Required work:
Select the lines of the records containing the word "RecordingNotifier" and list them.

(Records from a dataset)
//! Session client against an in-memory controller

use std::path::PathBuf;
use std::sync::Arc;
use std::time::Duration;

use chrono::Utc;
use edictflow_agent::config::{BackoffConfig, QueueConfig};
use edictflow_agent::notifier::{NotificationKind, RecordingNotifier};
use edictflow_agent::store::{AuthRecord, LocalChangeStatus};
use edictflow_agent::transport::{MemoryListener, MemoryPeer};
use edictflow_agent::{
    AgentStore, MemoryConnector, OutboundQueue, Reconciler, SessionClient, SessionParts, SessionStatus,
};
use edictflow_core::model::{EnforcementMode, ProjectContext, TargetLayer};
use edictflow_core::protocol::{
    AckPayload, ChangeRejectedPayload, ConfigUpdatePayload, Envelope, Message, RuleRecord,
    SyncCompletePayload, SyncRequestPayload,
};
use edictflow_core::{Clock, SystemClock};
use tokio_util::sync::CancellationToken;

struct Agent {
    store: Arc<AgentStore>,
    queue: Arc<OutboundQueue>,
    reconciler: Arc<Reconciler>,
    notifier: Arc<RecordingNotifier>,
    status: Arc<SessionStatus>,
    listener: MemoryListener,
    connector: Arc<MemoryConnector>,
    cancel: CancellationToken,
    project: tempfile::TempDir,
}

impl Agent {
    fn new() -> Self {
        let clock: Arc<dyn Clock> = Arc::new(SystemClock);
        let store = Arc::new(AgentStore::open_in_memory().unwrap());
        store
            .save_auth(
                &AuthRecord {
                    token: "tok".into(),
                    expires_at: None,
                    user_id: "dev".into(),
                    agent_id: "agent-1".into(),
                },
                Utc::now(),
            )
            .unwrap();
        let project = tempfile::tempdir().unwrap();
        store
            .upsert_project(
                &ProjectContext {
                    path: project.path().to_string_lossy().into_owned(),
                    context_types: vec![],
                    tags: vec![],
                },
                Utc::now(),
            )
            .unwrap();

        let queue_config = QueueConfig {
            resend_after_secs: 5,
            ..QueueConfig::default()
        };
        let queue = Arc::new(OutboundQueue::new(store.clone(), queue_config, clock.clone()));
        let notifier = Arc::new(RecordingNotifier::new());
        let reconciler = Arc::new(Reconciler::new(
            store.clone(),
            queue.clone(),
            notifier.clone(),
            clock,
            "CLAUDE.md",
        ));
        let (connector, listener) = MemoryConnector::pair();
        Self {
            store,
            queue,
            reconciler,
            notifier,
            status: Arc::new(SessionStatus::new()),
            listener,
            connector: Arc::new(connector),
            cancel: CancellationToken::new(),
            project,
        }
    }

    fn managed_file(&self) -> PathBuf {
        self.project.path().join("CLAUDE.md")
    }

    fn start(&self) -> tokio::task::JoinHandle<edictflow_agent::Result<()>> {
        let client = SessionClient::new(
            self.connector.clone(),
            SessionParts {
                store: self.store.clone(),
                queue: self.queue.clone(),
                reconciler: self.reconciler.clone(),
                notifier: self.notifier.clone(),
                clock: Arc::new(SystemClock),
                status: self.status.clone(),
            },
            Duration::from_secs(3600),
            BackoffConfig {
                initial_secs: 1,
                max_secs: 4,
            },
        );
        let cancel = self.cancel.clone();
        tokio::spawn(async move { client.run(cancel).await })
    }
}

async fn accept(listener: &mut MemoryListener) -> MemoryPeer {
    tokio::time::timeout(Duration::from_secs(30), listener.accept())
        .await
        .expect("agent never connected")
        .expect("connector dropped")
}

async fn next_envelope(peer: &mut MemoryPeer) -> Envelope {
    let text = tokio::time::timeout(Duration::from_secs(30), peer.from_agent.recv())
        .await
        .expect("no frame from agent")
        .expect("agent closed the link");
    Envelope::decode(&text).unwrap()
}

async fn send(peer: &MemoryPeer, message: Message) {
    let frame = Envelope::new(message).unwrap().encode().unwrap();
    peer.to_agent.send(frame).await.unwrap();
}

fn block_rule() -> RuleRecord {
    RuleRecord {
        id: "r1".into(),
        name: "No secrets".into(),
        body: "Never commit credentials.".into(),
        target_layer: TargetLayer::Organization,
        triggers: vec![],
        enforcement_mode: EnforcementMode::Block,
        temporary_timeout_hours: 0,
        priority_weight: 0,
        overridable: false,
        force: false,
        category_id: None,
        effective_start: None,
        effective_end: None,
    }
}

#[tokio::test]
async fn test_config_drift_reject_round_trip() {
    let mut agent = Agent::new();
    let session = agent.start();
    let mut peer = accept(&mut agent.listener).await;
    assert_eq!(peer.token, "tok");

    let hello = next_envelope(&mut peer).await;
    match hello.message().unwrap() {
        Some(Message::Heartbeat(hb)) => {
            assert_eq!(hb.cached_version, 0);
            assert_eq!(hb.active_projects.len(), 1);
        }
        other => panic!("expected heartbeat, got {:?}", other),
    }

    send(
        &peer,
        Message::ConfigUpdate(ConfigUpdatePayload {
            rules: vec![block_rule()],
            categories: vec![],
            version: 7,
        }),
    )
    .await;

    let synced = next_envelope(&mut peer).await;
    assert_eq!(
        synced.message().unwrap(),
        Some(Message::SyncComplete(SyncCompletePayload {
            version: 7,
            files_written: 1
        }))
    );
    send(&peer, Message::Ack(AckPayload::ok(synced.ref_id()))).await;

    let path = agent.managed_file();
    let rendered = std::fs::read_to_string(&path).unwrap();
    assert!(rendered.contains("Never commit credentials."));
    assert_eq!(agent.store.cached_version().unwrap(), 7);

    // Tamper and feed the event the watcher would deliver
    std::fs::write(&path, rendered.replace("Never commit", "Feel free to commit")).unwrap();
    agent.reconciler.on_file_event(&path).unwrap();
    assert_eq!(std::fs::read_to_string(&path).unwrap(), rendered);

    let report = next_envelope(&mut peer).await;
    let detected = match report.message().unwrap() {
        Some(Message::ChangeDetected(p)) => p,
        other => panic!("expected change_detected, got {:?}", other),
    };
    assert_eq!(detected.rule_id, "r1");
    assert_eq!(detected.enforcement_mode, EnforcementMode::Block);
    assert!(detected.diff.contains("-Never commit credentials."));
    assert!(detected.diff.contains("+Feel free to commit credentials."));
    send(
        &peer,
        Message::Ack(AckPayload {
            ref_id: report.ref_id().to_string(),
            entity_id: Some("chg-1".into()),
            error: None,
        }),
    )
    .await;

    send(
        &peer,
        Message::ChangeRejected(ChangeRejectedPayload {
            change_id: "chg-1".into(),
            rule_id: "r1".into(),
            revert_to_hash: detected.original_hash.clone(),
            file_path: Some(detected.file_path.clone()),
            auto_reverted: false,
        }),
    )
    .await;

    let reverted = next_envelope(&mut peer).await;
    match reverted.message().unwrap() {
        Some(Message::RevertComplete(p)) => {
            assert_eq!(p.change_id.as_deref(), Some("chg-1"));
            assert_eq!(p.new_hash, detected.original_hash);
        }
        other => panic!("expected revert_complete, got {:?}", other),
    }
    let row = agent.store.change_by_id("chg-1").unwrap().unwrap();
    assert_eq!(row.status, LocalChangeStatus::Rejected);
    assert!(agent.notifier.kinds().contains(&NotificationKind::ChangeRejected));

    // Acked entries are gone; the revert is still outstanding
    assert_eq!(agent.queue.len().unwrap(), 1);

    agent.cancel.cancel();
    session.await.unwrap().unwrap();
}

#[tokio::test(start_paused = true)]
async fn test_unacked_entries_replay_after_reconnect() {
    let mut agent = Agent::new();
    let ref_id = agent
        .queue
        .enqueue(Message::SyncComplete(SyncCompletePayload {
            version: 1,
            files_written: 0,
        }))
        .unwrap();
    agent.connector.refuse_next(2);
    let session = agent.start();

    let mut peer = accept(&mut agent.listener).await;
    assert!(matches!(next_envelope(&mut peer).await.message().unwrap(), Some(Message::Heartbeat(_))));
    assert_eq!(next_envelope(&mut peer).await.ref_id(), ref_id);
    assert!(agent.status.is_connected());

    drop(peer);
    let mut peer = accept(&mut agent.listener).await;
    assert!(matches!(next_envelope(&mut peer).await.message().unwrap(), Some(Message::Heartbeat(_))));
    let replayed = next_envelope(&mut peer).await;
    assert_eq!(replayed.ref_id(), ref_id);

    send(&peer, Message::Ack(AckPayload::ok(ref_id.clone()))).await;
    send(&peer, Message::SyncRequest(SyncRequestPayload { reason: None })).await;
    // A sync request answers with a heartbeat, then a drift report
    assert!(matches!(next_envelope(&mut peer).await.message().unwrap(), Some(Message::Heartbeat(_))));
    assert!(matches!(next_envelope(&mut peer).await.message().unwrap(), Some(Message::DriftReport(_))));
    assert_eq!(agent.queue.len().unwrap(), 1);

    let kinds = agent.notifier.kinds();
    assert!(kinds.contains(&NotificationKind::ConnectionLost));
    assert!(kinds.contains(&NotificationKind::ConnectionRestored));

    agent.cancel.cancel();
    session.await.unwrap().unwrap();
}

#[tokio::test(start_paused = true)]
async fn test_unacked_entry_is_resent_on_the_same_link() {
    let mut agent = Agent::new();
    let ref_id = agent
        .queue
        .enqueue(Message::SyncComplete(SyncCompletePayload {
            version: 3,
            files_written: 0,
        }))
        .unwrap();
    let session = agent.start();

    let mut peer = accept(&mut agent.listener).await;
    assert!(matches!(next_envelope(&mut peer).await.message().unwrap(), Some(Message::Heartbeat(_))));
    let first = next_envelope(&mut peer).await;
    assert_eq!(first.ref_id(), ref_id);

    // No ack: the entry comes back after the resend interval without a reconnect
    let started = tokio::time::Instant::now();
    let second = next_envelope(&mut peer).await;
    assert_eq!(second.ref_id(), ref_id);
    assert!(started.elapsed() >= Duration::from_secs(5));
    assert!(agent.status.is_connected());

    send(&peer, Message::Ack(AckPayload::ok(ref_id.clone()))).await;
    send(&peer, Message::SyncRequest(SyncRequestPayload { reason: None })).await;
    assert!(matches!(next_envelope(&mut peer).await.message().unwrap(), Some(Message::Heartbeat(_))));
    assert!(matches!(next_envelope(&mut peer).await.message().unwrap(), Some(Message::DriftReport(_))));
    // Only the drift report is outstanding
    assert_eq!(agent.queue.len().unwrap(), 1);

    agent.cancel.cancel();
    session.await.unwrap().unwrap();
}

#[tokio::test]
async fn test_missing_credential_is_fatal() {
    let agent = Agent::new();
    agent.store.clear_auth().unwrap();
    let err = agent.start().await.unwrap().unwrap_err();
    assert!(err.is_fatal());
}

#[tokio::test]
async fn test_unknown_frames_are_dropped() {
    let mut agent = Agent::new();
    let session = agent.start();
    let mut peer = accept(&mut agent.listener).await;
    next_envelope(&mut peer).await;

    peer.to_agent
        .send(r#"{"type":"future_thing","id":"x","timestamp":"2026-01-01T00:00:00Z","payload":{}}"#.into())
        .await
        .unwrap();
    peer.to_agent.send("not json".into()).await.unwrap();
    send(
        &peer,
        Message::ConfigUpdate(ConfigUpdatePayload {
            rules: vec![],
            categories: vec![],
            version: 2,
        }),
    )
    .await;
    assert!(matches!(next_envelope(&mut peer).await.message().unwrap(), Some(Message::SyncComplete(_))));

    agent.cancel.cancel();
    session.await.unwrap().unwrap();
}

...

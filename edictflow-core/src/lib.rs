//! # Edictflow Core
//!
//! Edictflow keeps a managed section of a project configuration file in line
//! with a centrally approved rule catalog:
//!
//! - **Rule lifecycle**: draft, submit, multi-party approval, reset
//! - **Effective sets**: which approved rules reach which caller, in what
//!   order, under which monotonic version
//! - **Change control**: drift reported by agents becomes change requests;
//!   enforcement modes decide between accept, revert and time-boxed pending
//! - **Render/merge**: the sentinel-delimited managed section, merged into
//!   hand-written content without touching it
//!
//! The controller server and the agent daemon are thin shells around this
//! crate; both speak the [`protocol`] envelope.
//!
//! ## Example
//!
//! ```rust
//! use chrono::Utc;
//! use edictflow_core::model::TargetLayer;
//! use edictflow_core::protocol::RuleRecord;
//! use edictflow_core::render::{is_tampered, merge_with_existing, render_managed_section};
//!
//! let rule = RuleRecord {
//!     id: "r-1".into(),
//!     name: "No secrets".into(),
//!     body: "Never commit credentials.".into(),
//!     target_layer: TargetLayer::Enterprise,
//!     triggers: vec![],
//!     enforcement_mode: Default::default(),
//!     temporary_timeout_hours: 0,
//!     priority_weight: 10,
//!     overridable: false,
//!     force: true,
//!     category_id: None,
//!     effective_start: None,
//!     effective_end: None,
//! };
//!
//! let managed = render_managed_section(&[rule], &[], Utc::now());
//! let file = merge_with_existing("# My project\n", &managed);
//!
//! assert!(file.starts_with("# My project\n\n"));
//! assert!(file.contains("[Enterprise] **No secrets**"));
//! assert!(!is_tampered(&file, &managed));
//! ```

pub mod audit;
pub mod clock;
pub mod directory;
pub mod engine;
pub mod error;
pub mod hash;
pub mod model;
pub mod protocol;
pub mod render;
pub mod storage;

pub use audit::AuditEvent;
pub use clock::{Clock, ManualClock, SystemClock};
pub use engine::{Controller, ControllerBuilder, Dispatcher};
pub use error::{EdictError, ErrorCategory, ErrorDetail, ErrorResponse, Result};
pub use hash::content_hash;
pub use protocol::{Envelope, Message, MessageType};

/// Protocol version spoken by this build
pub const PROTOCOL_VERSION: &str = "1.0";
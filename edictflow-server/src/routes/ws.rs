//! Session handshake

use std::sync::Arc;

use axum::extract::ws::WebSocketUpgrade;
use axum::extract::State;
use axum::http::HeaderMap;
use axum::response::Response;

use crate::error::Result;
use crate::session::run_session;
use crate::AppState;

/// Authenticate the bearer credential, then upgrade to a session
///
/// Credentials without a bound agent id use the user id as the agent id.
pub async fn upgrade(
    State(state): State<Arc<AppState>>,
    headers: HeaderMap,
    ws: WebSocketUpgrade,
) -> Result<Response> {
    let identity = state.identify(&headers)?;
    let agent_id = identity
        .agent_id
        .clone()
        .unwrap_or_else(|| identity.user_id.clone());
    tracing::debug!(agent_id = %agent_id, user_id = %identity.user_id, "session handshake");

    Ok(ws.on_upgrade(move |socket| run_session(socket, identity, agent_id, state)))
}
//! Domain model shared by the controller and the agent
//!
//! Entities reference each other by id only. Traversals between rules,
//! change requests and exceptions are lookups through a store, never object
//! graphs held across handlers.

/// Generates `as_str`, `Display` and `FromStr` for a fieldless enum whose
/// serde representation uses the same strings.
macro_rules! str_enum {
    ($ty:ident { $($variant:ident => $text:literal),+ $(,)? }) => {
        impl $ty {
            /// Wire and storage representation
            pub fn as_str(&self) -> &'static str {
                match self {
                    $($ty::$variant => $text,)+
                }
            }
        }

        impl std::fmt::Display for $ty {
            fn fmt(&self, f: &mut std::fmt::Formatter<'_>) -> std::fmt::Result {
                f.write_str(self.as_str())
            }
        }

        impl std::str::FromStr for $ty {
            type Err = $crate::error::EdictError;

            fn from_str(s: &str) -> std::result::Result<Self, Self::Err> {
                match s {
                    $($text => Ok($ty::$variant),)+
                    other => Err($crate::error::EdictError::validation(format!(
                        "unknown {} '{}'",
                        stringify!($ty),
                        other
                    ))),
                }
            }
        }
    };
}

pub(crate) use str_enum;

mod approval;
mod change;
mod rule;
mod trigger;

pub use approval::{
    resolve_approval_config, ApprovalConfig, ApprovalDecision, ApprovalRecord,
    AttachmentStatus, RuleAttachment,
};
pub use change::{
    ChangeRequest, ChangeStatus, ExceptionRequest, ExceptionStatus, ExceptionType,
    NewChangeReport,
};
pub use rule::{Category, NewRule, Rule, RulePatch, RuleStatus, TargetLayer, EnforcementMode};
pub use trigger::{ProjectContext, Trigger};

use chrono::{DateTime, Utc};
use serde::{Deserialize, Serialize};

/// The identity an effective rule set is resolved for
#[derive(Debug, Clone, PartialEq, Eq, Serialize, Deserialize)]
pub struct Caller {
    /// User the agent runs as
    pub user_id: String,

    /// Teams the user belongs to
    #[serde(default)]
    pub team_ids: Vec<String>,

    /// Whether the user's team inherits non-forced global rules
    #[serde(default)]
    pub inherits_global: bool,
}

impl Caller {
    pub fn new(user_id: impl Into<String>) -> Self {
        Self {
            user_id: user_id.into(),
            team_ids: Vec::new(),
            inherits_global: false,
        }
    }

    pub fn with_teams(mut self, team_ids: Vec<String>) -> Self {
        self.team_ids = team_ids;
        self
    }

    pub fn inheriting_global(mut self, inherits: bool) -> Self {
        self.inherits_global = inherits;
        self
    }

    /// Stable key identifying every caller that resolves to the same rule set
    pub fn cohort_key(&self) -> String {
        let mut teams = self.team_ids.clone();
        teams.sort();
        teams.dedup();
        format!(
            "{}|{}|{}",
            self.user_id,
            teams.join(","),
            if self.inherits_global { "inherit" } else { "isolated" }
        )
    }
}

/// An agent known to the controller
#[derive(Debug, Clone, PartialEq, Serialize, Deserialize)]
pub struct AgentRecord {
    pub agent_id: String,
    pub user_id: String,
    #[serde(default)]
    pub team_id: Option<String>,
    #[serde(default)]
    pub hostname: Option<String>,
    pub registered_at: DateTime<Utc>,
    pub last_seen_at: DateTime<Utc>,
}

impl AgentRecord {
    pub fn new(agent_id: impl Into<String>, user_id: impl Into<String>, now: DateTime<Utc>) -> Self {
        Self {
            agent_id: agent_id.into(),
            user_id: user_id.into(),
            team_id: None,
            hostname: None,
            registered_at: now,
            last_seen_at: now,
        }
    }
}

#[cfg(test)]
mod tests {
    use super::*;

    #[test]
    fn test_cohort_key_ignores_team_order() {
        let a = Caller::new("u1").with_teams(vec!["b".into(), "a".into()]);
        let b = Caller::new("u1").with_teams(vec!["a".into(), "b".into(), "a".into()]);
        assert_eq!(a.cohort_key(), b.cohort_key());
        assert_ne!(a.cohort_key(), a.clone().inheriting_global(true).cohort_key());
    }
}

--

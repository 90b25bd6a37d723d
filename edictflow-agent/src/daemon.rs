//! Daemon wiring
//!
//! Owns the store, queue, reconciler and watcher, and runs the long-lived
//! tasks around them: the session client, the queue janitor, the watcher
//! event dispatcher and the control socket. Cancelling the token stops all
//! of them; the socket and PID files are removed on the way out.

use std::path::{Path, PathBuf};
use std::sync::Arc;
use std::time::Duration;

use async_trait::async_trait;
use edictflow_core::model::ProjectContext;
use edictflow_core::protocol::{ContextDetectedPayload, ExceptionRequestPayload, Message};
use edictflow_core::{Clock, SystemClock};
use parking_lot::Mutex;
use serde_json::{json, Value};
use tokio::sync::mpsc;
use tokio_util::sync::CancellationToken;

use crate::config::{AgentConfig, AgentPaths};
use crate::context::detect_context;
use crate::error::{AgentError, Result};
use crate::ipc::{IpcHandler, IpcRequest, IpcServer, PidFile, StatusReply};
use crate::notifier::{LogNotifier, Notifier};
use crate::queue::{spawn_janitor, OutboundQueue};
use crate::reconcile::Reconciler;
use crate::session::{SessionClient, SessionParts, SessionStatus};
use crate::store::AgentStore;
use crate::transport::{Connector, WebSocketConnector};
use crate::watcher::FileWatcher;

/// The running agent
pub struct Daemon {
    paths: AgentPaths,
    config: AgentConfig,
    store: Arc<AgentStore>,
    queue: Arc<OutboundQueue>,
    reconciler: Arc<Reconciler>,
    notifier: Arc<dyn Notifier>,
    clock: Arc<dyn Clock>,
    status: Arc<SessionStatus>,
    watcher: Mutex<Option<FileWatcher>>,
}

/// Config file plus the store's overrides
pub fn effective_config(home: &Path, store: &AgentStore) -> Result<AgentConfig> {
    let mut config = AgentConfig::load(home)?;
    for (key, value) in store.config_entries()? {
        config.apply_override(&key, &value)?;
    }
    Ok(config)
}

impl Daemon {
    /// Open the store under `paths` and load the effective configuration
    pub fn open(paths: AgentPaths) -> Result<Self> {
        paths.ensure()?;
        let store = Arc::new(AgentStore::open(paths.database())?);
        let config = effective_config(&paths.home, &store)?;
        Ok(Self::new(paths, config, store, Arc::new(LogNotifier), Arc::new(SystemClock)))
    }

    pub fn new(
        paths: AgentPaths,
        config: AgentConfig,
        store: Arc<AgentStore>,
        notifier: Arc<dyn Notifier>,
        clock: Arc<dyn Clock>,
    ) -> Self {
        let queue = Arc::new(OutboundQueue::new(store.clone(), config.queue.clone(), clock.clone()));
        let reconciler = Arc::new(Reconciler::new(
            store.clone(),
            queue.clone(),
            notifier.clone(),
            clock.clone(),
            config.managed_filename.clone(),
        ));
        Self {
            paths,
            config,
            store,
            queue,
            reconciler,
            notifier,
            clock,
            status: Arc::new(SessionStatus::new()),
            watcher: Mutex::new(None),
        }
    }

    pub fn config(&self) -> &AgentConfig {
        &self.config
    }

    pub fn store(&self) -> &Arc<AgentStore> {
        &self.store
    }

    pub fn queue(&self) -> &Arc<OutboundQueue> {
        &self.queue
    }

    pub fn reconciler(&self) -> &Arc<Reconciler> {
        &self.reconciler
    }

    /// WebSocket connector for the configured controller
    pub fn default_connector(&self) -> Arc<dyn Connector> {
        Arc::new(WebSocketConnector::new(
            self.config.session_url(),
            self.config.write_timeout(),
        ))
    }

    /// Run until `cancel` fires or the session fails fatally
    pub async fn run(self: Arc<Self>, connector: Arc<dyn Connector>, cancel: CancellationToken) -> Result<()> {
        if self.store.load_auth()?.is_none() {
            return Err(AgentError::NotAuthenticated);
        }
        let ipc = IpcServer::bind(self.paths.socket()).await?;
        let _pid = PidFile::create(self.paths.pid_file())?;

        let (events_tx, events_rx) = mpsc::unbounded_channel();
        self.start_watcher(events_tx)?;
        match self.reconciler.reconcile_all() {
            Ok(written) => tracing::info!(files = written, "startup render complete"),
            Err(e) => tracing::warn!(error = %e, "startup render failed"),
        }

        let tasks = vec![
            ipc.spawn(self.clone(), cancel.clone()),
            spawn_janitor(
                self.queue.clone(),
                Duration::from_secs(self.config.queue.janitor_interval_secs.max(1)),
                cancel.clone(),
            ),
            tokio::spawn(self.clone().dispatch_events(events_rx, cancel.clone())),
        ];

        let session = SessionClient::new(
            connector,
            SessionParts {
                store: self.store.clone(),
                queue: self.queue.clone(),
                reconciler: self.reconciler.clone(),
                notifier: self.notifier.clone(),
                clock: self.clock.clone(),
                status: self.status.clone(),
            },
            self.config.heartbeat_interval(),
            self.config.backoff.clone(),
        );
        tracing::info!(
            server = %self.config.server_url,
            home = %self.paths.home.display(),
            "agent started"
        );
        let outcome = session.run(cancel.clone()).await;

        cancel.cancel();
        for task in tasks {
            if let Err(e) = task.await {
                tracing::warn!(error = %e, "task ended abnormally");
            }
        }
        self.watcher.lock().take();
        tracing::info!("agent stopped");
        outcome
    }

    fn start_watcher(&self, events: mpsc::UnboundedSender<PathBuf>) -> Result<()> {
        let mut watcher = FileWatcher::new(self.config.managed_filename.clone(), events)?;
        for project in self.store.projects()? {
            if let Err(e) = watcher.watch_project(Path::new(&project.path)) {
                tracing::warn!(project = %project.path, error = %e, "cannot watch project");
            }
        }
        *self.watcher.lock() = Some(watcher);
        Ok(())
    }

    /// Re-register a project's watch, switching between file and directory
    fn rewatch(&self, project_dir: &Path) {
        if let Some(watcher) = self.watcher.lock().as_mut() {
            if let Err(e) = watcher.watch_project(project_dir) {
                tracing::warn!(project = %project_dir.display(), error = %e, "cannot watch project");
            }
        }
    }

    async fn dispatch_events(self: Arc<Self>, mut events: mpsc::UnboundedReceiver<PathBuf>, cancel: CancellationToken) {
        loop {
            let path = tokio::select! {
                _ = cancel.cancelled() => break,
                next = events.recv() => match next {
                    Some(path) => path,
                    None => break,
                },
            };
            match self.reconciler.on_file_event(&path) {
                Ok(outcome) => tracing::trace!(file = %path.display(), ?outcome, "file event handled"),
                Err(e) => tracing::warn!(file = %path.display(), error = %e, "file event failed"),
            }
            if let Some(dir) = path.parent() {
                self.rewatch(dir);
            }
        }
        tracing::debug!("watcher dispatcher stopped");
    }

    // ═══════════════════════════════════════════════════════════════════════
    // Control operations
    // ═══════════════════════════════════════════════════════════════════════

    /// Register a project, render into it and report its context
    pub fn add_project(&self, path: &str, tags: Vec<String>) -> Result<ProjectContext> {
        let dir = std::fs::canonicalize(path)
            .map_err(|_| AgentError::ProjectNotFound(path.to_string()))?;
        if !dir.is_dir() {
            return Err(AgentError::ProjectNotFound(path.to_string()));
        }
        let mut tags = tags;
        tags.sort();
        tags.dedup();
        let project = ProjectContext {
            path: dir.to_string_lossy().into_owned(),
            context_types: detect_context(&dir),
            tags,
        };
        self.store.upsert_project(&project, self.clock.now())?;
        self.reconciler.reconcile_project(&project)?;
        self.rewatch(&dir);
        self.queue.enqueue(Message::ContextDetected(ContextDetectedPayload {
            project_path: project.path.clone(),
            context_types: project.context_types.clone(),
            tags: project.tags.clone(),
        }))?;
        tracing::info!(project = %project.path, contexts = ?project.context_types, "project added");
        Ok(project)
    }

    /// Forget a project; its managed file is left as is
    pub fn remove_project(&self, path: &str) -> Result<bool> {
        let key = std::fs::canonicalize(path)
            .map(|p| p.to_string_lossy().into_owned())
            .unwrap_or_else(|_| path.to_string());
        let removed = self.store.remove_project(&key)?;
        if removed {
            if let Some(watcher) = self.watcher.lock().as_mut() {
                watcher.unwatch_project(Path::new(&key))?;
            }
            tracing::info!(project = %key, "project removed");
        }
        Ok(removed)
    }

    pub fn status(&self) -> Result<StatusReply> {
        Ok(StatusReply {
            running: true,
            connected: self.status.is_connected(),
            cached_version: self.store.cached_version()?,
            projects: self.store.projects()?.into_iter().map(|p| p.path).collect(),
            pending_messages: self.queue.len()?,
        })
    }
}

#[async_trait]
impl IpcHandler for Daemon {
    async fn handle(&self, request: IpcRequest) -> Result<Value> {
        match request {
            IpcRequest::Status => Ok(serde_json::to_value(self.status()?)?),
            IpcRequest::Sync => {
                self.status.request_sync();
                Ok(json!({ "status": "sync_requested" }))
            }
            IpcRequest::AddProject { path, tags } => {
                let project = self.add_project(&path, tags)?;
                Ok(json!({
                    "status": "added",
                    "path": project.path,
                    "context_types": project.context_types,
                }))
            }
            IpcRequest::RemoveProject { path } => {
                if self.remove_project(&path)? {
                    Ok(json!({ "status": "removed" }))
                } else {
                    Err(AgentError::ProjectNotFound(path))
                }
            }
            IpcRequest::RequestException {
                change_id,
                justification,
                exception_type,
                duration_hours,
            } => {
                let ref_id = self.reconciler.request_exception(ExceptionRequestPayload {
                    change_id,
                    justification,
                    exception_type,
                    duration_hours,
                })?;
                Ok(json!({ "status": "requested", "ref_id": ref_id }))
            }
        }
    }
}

Answer for this exercise:
use edictflow_agent::notifier::{NotificationKind, RecordingNotifier};
    notifier: Arc<RecordingNotifier>,
        let notifier = Arc::new(RecordingNotifier::new());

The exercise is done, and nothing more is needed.